### Data shown:
- Opening Delimiter -

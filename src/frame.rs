use crate::constants::HINT_REFRESH_SEC;
use crate::hosts;
use crate::input::PendingInput;
use crate::overlay;
use configurator_core::{OrbitCamera, SessionCoordinator, SessionEvent};
use instant::Instant;
use std::cell::RefCell;
use std::rc::Rc;
use wasm_bindgen::closure::Closure;
use wasm_bindgen::JsCast;
use web_sys as web;

pub struct FrameContext {
    pub session: SessionCoordinator,
    pub input: Rc<RefCell<PendingInput>>,
    pub camera: Rc<RefCell<OrbitCamera>>,
    pub canvas: web::HtmlCanvasElement,
    pub document: web::Document,
    pub last_instant: Instant,
    pub hint_elapsed: f32,
}

impl FrameContext {
    pub fn frame(&mut self) {
        let now = Instant::now();
        let dt = now - self.last_instant;
        self.last_instant = now;

        let width = self.canvas.width() as f32;
        let height = self.canvas.height() as f32;
        // Camera borrow must end before tick; the window host reads it.
        let input = {
            let mut camera = self.camera.borrow_mut();
            let frame = self
                .input
                .borrow_mut()
                .take_frame(&mut camera, width, height);
            hosts::push_camera(&camera);
            frame
        };

        self.session.tick(dt, &input);

        for ev in self.session.drain_events() {
            match ev {
                SessionEvent::Paused => overlay::show_pause(&self.document, true),
                SessionEvent::Resumed => overlay::show_pause(&self.document, false),
                SessionEvent::DebugModeChanged(_) | SessionEvent::PerfStatsChanged(_) => {
                    let state = self.session.state();
                    overlay::show_hint(&self.document, state.debug_mode || state.show_perf_stats);
                    self.hint_elapsed = HINT_REFRESH_SEC;
                }
            }
        }

        self.hint_elapsed += dt.as_secs_f32();
        if self.hint_elapsed >= HINT_REFRESH_SEC {
            self.hint_elapsed = 0.0;
            overlay::update_hint(&self.document, &self.session);
        }
    }
}

pub fn start_loop(frame_ctx: Rc<RefCell<FrameContext>>) {
    let tick: Rc<RefCell<Option<Closure<dyn FnMut()>>>> = Rc::new(RefCell::new(None));
    let tick_clone = tick.clone();
    *tick.borrow_mut() = Some(Closure::wrap(Box::new(move || {
        frame_ctx.borrow_mut().frame();
        request_frame(&tick_clone);
    }) as Box<dyn FnMut()>));
    request_frame(&tick);
}

fn request_frame(tick: &Rc<RefCell<Option<Closure<dyn FnMut()>>>>) {
    let Some(w) = web::window() else {
        return;
    };
    if let Some(cb) = tick.borrow().as_ref() {
        _ = w.request_animation_frame(cb.as_ref().unchecked_ref());
    }
}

- Closing Delimiter -

### Task:
Print only the lines that run from the start of the listing to the line bearing "use wasm_bindgen::closure::Closure;"; please keep the first line and that last one, exactly as they appear.

### Response to this task:
filename src/frame.rs
use crate::constants::HINT_REFRESH_SEC;
use crate::hosts;
use crate::input::PendingInput;
use crate::overlay;
use configurator_core::{OrbitCamera, SessionCoordinator, SessionEvent};
use instant::Instant;
use std::cell::RefCell;
use std::rc::Rc;
use wasm_bindgen::closure::Closure;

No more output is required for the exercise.